//! Deal repository contracts and SQLite implementation.
//!
//! # Responsibility
//! - Provide the item store over `deals` and its membership tables.
//! - Keep stage/order SQL and set-table replacement inside the store.
//!
//! # Invariants
//! - A single-deal write (row + sets) runs in one `IMMEDIATE` transaction.
//! - Batch updates are best-effort: one transaction per entry, no rollback
//!   of siblings.
//! - Listing is deterministic: the requested sort key first, then
//!   `sort_order ASC, created_at ASC, uuid ASC`.
//! - `source_conversation_id` is unique; the partial unique index backs the
//!   service-level check.

use super::{
    bool_to_int, ensure_connection_ready, like_contains_pattern, parse_bool, parse_uuid,
    RepoError, RepoResult,
};
use crate::db::is_unique_violation;
use crate::model::deal::{Deal, DealId, DealPatch, DealValidationError, IdSet, StageId, UserId};
use rusqlite::types::Value;
use rusqlite::{params, params_from_iter, Connection, Row, Transaction, TransactionBehavior};
use serde::Serialize;
use std::collections::BTreeMap;

const DEAL_SELECT_SQL: &str = "SELECT
    d.uuid AS uuid,
    d.name AS name,
    d.stage_id AS stage_id,
    d.initial_stage_id AS initial_stage_id,
    d.sort_order AS sort_order,
    d.source_conversation_id AS source_conversation_id,
    d.description AS description,
    d.priority AS priority,
    d.close_date AS close_date,
    d.reminder_minute AS reminder_minute,
    d.is_complete AS is_complete,
    d.user_id AS user_id,
    d.modified_by AS modified_by,
    d.created_at AS created_at,
    d.modified_at AS modified_at
FROM deals d";

const DEALS_DEFAULT_LIMIT: u32 = 50;
const DEALS_LIMIT_MAX: u32 = 200;

/// Query options for deal listing and amount totals.
#[derive(Debug, Clone, Default, PartialEq, Eq)]
pub struct DealListQuery {
    pub stage_id: Option<StageId>,
    pub initial_stage_id: Option<StageId>,
    /// Deals assigned to this user.
    pub assigned_user_id: Option<UserId>,
    /// Deals carrying every one of these labels.
    pub label_ids: IdSet,
    pub priority: Option<String>,
    /// Case-insensitive substring match on name.
    pub search: Option<String>,
    pub close_date: Option<CloseDateFilter>,
    pub sort: DealSort,
    /// Defaults to 50 and clamps to 200.
    pub limit: Option<u32>,
    pub offset: u32,
}

/// Close-date constraint for listing and totals.
#[derive(Debug, Clone, Copy, PartialEq, Eq)]
pub enum CloseDateFilter {
    /// `from <= close_date < to`. An absent bound is open.
    Between { from: Option<i64>, to: Option<i64> },
    /// Deals without a close date.
    Missing,
}

/// Primary sort key for listing.
#[derive(Debug, Clone, Copy, Default, PartialEq, Eq)]
pub enum DealSortField {
    #[default]
    Order,
    CreatedAt,
    ModifiedAt,
    /// Deals without a close date sort last in both directions.
    CloseDate,
    Name,
}

#[derive(Debug, Clone, Copy, Default, PartialEq, Eq)]
pub enum SortDirection {
    #[default]
    Asc,
    Desc,
}

/// Listing sort. Ties always fall back to `sort_order, created_at, uuid`.
#[derive(Debug, Clone, Copy, Default, PartialEq, Eq)]
pub struct DealSort {
    pub field: DealSortField,
    pub direction: SortDirection,
}

impl DealSort {
    pub fn new(field: DealSortField, direction: SortDirection) -> Self {
        Self { field, direction }
    }

    fn order_by_sql(self) -> String {
        let direction = match self.direction {
            SortDirection::Asc => "ASC",
            SortDirection::Desc => "DESC",
        };
        let primary = match self.field {
            DealSortField::Order => {
                return format!(" ORDER BY d.sort_order {direction}, d.created_at ASC, d.uuid ASC");
            }
            DealSortField::CreatedAt => format!("d.created_at {direction}"),
            DealSortField::ModifiedAt => format!("d.modified_at {direction}"),
            DealSortField::CloseDate => {
                format!("d.close_date IS NULL ASC, d.close_date {direction}")
            }
            DealSortField::Name => format!("d.name COLLATE NOCASE {direction}"),
        };
        format!(" ORDER BY {primary}, d.sort_order ASC, d.created_at ASC, d.uuid ASC")
    }
}

/// Per-currency amount total.
#[derive(Debug, Clone, PartialEq, Serialize)]
pub struct CurrencyTotal {
    pub currency: String,
    pub amount: f64,
}

/// Deal count and amount totals for one filter.
#[derive(Debug, Clone, Default, PartialEq, Serialize)]
pub struct DealTotalAmounts {
    pub deal_count: usize,
    /// Sorted by currency code.
    pub currencies: Vec<CurrencyTotal>,
}

/// Repository interface for the deal item store.
pub trait DealRepository {
    /// Inserts one fully-built deal.
    fn create_deal(&self, deal: &Deal) -> RepoResult<DealId>;
    /// Loads one deal by id.
    fn get_deal(&self, id: DealId) -> RepoResult<Option<Deal>>;
    /// Loads the deal converted from `source_conversation_id`, if any.
    fn find_by_source_conversation(&self, source_conversation_id: &str)
        -> RepoResult<Option<Deal>>;
    /// Applies a partial patch and returns the updated deal.
    fn update_deal(&self, id: DealId, patch: &DealPatch, now_ms: i64) -> RepoResult<Deal>;
    /// Lists deals with filter and pagination.
    fn list_deals(&self, query: &DealListQuery) -> RepoResult<Vec<Deal>>;
    /// Returns the order that appends a deal to the end of `stage_id`.
    fn next_order(&self, stage_id: &str) -> RepoResult<i64>;
    /// Adds or removes one watcher. Returns whether membership changed.
    fn set_watcher(&self, id: DealId, user_id: &str, watching: bool) -> RepoResult<bool>;
    /// Counts deals and sums amounts per currency for one filter.
    fn total_amounts(&self, query: &DealListQuery) -> RepoResult<DealTotalAmounts>;

    /// Applies each patch independently, one result slot per entry.
    ///
    /// A failing entry does not roll back or abort the others.
    fn batch_update(
        &self,
        updates: &[(DealId, DealPatch)],
        now_ms: i64,
    ) -> Vec<RepoResult<Deal>> {
        updates
            .iter()
            .map(|(id, patch)| self.update_deal(*id, patch, now_ms))
            .collect()
    }
}

/// SQLite-backed deal repository.
pub struct SqliteDealRepository<'conn> {
    conn: &'conn Connection,
}

impl<'conn> SqliteDealRepository<'conn> {
    /// Creates repository from a migrated connection.
    pub fn try_new(conn: &'conn Connection) -> RepoResult<Self> {
        ensure_connection_ready(
            conn,
            &["deals", "deal_assignees", "deal_watchers", "deal_labels", "deal_amounts"],
        )?;
        Ok(Self { conn })
    }
}

impl DealRepository for SqliteDealRepository<'_> {
    fn create_deal(&self, deal: &Deal) -> RepoResult<DealId> {
        deal.validate()?;

        let tx = Transaction::new_unchecked(self.conn, TransactionBehavior::Immediate)?;
        let inserted = tx.execute(
            "INSERT INTO deals (
                uuid,
                name,
                stage_id,
                initial_stage_id,
                sort_order,
                source_conversation_id,
                description,
                priority,
                close_date,
                reminder_minute,
                is_complete,
                user_id,
                modified_by,
                created_at,
                modified_at
            ) VALUES (?1, ?2, ?3, ?4, ?5, ?6, ?7, ?8, ?9, ?10, ?11, ?12, ?13, ?14, ?15);",
            params![
                deal.id.to_string(),
                deal.name.as_str(),
                deal.stage_id.as_str(),
                deal.initial_stage_id.as_str(),
                deal.order,
                deal.source_conversation_id.as_deref(),
                deal.description.as_deref(),
                deal.priority.as_deref(),
                deal.close_date,
                deal.reminder_minute,
                bool_to_int(deal.is_complete),
                deal.user_id.as_deref(),
                deal.modified_by.as_deref(),
                deal.created_at,
                deal.modified_at,
            ],
        );
        if let Err(err) = inserted {
            return Err(match deal.source_conversation_id.as_ref() {
                Some(source) if is_unique_violation(&err) => {
                    RepoError::AlreadyConverted(source.clone())
                }
                _ => err.into(),
            });
        }

        let uuid = deal.id.to_string();
        replace_id_set(&tx, "deal_assignees", "user_id", &uuid, &deal.assigned_user_ids)?;
        replace_id_set(&tx, "deal_watchers", "user_id", &uuid, &deal.watched_user_ids)?;
        replace_id_set(&tx, "deal_labels", "label_id", &uuid, &deal.label_ids)?;
        replace_amounts(&tx, &uuid, &deal.amounts)?;
        tx.commit()?;

        Ok(deal.id)
    }

    fn get_deal(&self, id: DealId) -> RepoResult<Option<Deal>> {
        load_deal(self.conn, "d.uuid = ?1", &id.to_string())
    }

    fn find_by_source_conversation(
        &self,
        source_conversation_id: &str,
    ) -> RepoResult<Option<Deal>> {
        load_deal(
            self.conn,
            "d.source_conversation_id = ?1",
            source_conversation_id,
        )
    }

    fn update_deal(&self, id: DealId, patch: &DealPatch, now_ms: i64) -> RepoResult<Deal> {
        patch.validate()?;

        let tx = Transaction::new_unchecked(self.conn, TransactionBehavior::Immediate)?;
        let mut deal = load_deal(&tx, "d.uuid = ?1", &id.to_string())?
            .ok_or(RepoError::NotFound(id))?;
        deal.apply_patch(patch, now_ms);
        deal.validate()?;

        let uuid = deal.id.to_string();
        tx.execute(
            "UPDATE deals
             SET
                name = ?2,
                stage_id = ?3,
                sort_order = ?4,
                description = ?5,
                priority = ?6,
                close_date = ?7,
                reminder_minute = ?8,
                is_complete = ?9,
                modified_by = ?10,
                modified_at = ?11
             WHERE uuid = ?1;",
            params![
                uuid,
                deal.name.as_str(),
                deal.stage_id.as_str(),
                deal.order,
                deal.description.as_deref(),
                deal.priority.as_deref(),
                deal.close_date,
                deal.reminder_minute,
                bool_to_int(deal.is_complete),
                deal.modified_by.as_deref(),
                deal.modified_at,
            ],
        )?;

        if patch.assigned_user_ids.is_some() {
            replace_id_set(&tx, "deal_assignees", "user_id", &uuid, &deal.assigned_user_ids)?;
        }
        if patch.label_ids.is_some() {
            replace_id_set(&tx, "deal_labels", "label_id", &uuid, &deal.label_ids)?;
        }
        if patch.amounts.is_some() {
            replace_amounts(&tx, &uuid, &deal.amounts)?;
        }
        tx.commit()?;

        Ok(deal)
    }

    fn list_deals(&self, query: &DealListQuery) -> RepoResult<Vec<Deal>> {
        let mut sql = format!("{DEAL_SELECT_SQL} WHERE 1 = 1");
        let mut bind_values: Vec<Value> = Vec::new();
        push_deal_filters(query, &mut sql, &mut bind_values);

        sql.push_str(&query.sort.order_by_sql());
        sql.push_str(" LIMIT ?");
        bind_values.push(Value::Integer(i64::from(normalize_deal_limit(query.limit))));
        if query.offset > 0 {
            sql.push_str(" OFFSET ?");
            bind_values.push(Value::Integer(i64::from(query.offset)));
        }

        let mut stmt = self.conn.prepare(&sql)?;
        let mut rows = stmt.query(params_from_iter(bind_values))?;
        let mut deals = Vec::new();
        while let Some(row) = rows.next()? {
            deals.push(hydrate_deal(self.conn, row)?);
        }
        Ok(deals)
    }

    fn next_order(&self, stage_id: &str) -> RepoResult<i64> {
        let max_order: Option<i64> = self.conn.query_row(
            "SELECT MAX(sort_order) FROM deals WHERE stage_id = ?1;",
            [stage_id],
            |row| row.get(0),
        )?;
        match max_order {
            None => Ok(0),
            Some(max_order) => max_order.checked_add(1).ok_or_else(|| {
                DealValidationError::StageOrderExhausted(stage_id.to_string()).into()
            }),
        }
    }

    fn set_watcher(&self, id: DealId, user_id: &str, watching: bool) -> RepoResult<bool> {
        let uuid = id.to_string();
        let exists: i64 = self.conn.query_row(
            "SELECT EXISTS(SELECT 1 FROM deals WHERE uuid = ?1);",
            [uuid.as_str()],
            |row| row.get(0),
        )?;
        if exists != 1 {
            return Err(RepoError::NotFound(id));
        }

        let changed = if watching {
            self.conn.execute(
                "INSERT OR IGNORE INTO deal_watchers (deal_uuid, user_id) VALUES (?1, ?2);",
                params![uuid, user_id],
            )?
        } else {
            self.conn.execute(
                "DELETE FROM deal_watchers WHERE deal_uuid = ?1 AND user_id = ?2;",
                params![uuid, user_id],
            )?
        };
        Ok(changed > 0)
    }

    fn total_amounts(&self, query: &DealListQuery) -> RepoResult<DealTotalAmounts> {
        let mut where_sql = String::from(" WHERE 1 = 1");
        let mut bind_values: Vec<Value> = Vec::new();
        push_deal_filters(query, &mut where_sql, &mut bind_values);

        let deal_count: i64 = self.conn.query_row(
            &format!("SELECT COUNT(*) FROM deals d{where_sql};"),
            params_from_iter(bind_values.iter()),
            |row| row.get(0),
        )?;

        let mut stmt = self.conn.prepare(&format!(
            "SELECT a.currency, SUM(a.amount)
             FROM deal_amounts a
             INNER JOIN deals d ON d.uuid = a.deal_uuid{where_sql}
             GROUP BY a.currency
             ORDER BY a.currency ASC;"
        ))?;
        let rows = stmt.query_map(params_from_iter(bind_values.iter()), |row| {
            Ok(CurrencyTotal {
                currency: row.get(0)?,
                amount: row.get(1)?,
            })
        })?;
        let mut currencies = Vec::new();
        for row in rows {
            currencies.push(row?);
        }

        Ok(DealTotalAmounts {
            deal_count: usize::try_from(deal_count).unwrap_or(usize::MAX),
            currencies,
        })
    }
}
//! # Rollup Selection
//!
//! An aggregate over a scan (optionally through a projection of plain columns) can
//! often be answered from a rollup: a pre-aggregated or narrower copy of the table
//! kept by the storage layer. This rule enumerates the base index and every rollup,
//! keeps the ones that can answer the query, and points the scan at the one with
//! the fewest rows.
//!
//! An index can answer the query when:
//!
//! - every group-by and predicate column is a key of the index (any stored column
//!   of a duplicate-keyed index);
//! - every aggregate is derivable from what the index stores:
//!
//! | query aggregate          | aggregate-keyed index stores        | rewritten as     |
//! |--------------------------|-------------------------------------|------------------|
//! | `min(k)`, `max(k)`       | key `k`                             | unchanged        |
//! | `agg(DISTINCT k)`        | key `k`                             | unchanged        |
//! | `sum(x)`                 | `SUM` column of `x`                 | `sum(column)`    |
//! | `max(x)` / `min(x)`      | `MAX` / `MIN` column of `x`         | same function    |
//! | `count(x)`               | `COUNT` column of `x`               | `sum(column)`    |
//!
//! Ties on the row estimate go to the base table, then to the narrower index, then
//! to the lexicographically smaller name, so the choice is deterministic.
//!
//! When the chosen aggregate-keyed index is keyed on exactly the group-by columns,
//! every stored row is already one group: the aggregate is replaced by a projection
//! and the storage engine merges rows on read (pre-aggregation off).

use crate::impl_scan::NO_AGGREGATE_REASON;
use distx_core::catalog::{KeysType, RollupMeta, StorageAggType, TableMeta};
use distx_core::error::Result;
use distx_core::expr::*;
use distx_core::pattern::Pattern;
use distx_core::plan::LogicalPlan;
use distx_core::rule::{OptContext, Rule, RuleType};
use std::collections::HashSet;
use tracing::debug;

pub struct RollupSelectionRule;
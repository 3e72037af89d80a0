//! Error types for the optimizer.
//!
//! Missing statistics and infeasible strategies are never errors: the optimizer
//! falls back to a conservative choice. Only structural problems in the input plan
//! or configuration surface as an [`OptimizerError`].

use crate::expr::{ColumnId, CteId};
use thiserror::Error;

#[derive(Debug, Error)]
pub enum OptimizerError {
    /// A CTE transitively consumes itself.
    #[error("cyclic CTE reference involving cte {0}")]
    CyclicCte(CteId),

    /// A consumer refers to a CTE id with no producer.
    #[error("unknown CTE {0}")]
    UnknownCte(CteId),

    /// An operator references a column that no child produces.
    #[error("column {column} referenced by {operator} is not produced by its input")]
    DanglingColumn { column: ColumnId, operator: String },

    #[error("invalid plan: {0}")]
    InvalidPlan(String),

    #[error("invalid configuration: {0}")]
    Config(String),

    #[error("internal optimizer error: {0}")]
    Internal(String),
}

impl OptimizerError {
    /// Whether the error was caused by the caller's input rather than the optimizer.
    pub fn is_user_error(&self) -> bool {
        !matches!(self, OptimizerError::Internal(_))
    }
}

pub type Result<T> = std::result::Result<T, OptimizerError>;
//! # Optimization Pass
//!
//! [`Optimizer`] drives one optimization of a [`LogicalQuery`] through a fixed
//! sequence of phases. Each phase is a single bounded traversal, so a pass always
//! terminates:
//!
//! 1. **Validate** the configuration and the query (dangling columns, unknown or
//!    cyclic CTE references).
//! 2. **Rewrite** bottom-up: children first, then every transformation rule whose
//!    pattern matches, in registry order. CTE producers are rewritten before the
//!    root.
//! 3. **CTE decision**: inline or reuse every CTE (see [`crate::cte`]).
//! 4. **Implement** bottom-up: statistics are derived for each logical node from its
//!    implemented children, every matching implementation rule proposes physical
//!    alternatives, and the cheapest one wins.
//! 5. **Runtime filters** are planned on the chosen tree.
//! 6. **Fragments** are cut at the exchanges.
//!
//! The optimizer itself holds no per-pass state; all of it lives in an
//! [`OptContext`] created for the pass, so one `Optimizer` can serve concurrent
//! passes.

use crate::catalog::{Catalog, StatisticsCache, StatisticsProvider};
use crate::config::OptimizerConfig;
use crate::cost::CostModel;
use crate::cte::plan_ctes;
use crate::error::{OptimizerError, Result};
use crate::expr::{ColumnFactory, CteId};
use crate::fragment::{assemble_fragments, DistributedPlan};
use crate::pattern::matches;
use crate::physical::{PhysicalPlan, PlanNode};
use crate::plan::{CteProducer, LogicalPlan, LogicalQuery};
use crate::rule::{OptContext, RuleRegistry};
use crate::runtime_filter::plan_runtime_filters;
use crate::stats::{derive_statistics, Statistics};
use std::collections::BTreeMap;
use std::sync::Arc;
use tracing::{debug, trace};

/// The optimizer: rules, cost model and the external metadata services.
pub struct Optimizer {
    /// Registry of transformation and implementation rules to apply.
    pub rule_registry: Arc<RuleRegistry>,
    /// Cost model used to compare physical alternatives.
    pub cost_model: Arc<dyn CostModel>,
    /// Table metadata.
    pub catalog: Arc<dyn Catalog>,
    /// Row counts and column statistics.
    pub statistics: Arc<dyn StatisticsProvider>,
}

impl Optimizer {
    pub fn new(
        rule_registry: Arc<RuleRegistry>,
        cost_model: Arc<dyn CostModel>,
        catalog: Arc<dyn Catalog>,
        statistics: Arc<dyn StatisticsProvider>,
    ) -> Self {
        Self {
            rule_registry,
            cost_model,
            catalog,
            statistics,
        }
    }

    /// Optimize `query` into a fragmented, distributable plan.
    pub fn optimize(&self, query: &LogicalQuery, config: &OptimizerConfig) -> Result<DistributedPlan> {
        let physical = self.optimize_physical(query, config)?;
        let plan = assemble_fragments(physical, query.root.output_columns());
        debug!("Optimization complete: fragments={}", plan.fragments.len());
        Ok(plan)
    }

    /// Optimize `query` up to the physical plan with runtime filters attached.
    pub fn optimize_physical(&self, query: &LogicalQuery, config: &OptimizerConfig) -> Result<PhysicalPlan> {
        config.validate()?;
        query.validate()?;

        let mut ctx = OptContext::new(
            self.catalog.as_ref(),
            StatisticsCache::new(self.statistics.as_ref()),
            config,
            self.cost_model.as_ref(),
            ColumnFactory::starting_after(query.max_column_id()),
            query.cte_table(),
        );

        debug!("Rewrite phase: ctes={}", ctx.ctes.len());
        let user_ctes: Vec<CteId> = ctx.ctes.keys().copied().collect();
        for id in user_ctes {
            let Some(producer) = ctx.ctes.get(&id).cloned() else {
                continue;
            };
            let plan = self.rewrite(&producer.plan, &mut ctx)?;
            ctx.ctes.insert(id, Arc::new(CteProducer { id, plan }));
        }
        let root = self.rewrite(&query.root, &mut ctx)?;

        let cte_plan = plan_ctes(root, &mut ctx)?;

        debug!("Implementation phase: reused ctes={:?}", cte_plan.reused);
        let mut cte_producers = BTreeMap::new();
        for id in &cte_plan.reused {
            let producer = ctx
                .ctes
                .get(id)
                .cloned()
                .ok_or(OptimizerError::UnknownCte(*id))?;
            let node = self.implement(&producer.plan, &mut ctx)?;
            cte_producers.insert(*id, node);
        }
        let root = self.implement(&cte_plan.root, &mut ctx)?;
        debug!(
            "Best plan: cost={:.1}, rows={:.0}",
            root.cost.total, root.stats.row_count
        );

        Ok(plan_runtime_filters(PhysicalPlan { root, cte_producers }, config))
    }

    /// Bottom-up rewrite with the transformation rules.
    fn rewrite(&self, plan: &LogicalPlan, ctx: &mut OptContext) -> Result<LogicalPlan> {
        let children = plan
            .children
            .iter()
            .map(|c| self.rewrite(c, ctx))
            .collect::<Result<Vec<_>>>()?;
        let mut node = LogicalPlan::new(plan.op.clone(), children);
        for rule in self.rule_registry.transformation_rules() {
            if !matches(&node, &rule.pattern()) {
                continue;
            }
            if let Some(rewritten) = rule.transform(&node, ctx)? {
                trace!("Applied transformation rule '{}' to {:?}", rule.name(), node.op.kind());
                node = rewritten;
            }
        }
        Ok(node)
    }

    /// Bottom-up implementation: the cheapest alternative of every node wins.
    fn implement(&self, plan: &LogicalPlan, ctx: &mut OptContext) -> Result<PlanNode> {
        let children = plan
            .children
            .iter()
            .map(|c| self.implement(c, ctx))
            .collect::<Result<Vec<_>>>()?;
        let stats = {
            let child_stats: Vec<&Statistics> = children.iter().map(|c| &c.stats).collect();
            derive_statistics(&plan.op, &child_stats, &*ctx)
        };

        let mut best: Option<PlanNode> = None;
        for rule in self.rule_registry.implementation_rules() {
            if !matches(plan, &rule.pattern()) {
                continue;
            }
            trace!("Applying implementation rule '{}' to {:?}", rule.name(), plan.op.kind());
            for candidate in rule.implement(plan, &children, &stats, ctx)? {
                let better = best
                    .as_ref()
                    .map_or(true, |current| candidate.cost < current.cost);
                if better {
                    best = Some(candidate);
                }
            }
        }
        best.ok_or_else(|| {
            OptimizerError::Internal(format!("no implementation rule for {:?}", plan.op.kind()))
        })
    }
}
= = = = = = =
**EXERCISE PROMPT:**
Copy exactly the stretch of data above from the line with "transformation rule whose" through the line with "rule proposes physical", and omit all other lines.

**YOUR SOLUTION:**
//! 2. **Rewrite** bottom-up: children first, then every transformation rule whose
//!    pattern matches, in registry order. CTE producers are rewritten before the
//!    root.
//! 3. **CTE decision**: inline or reuse every CTE (see [`crate::cte`]).
//! 4. **Implement** bottom-up: statistics are derived for each logical node from its
//!    implemented children, every matching implementation rule proposes physical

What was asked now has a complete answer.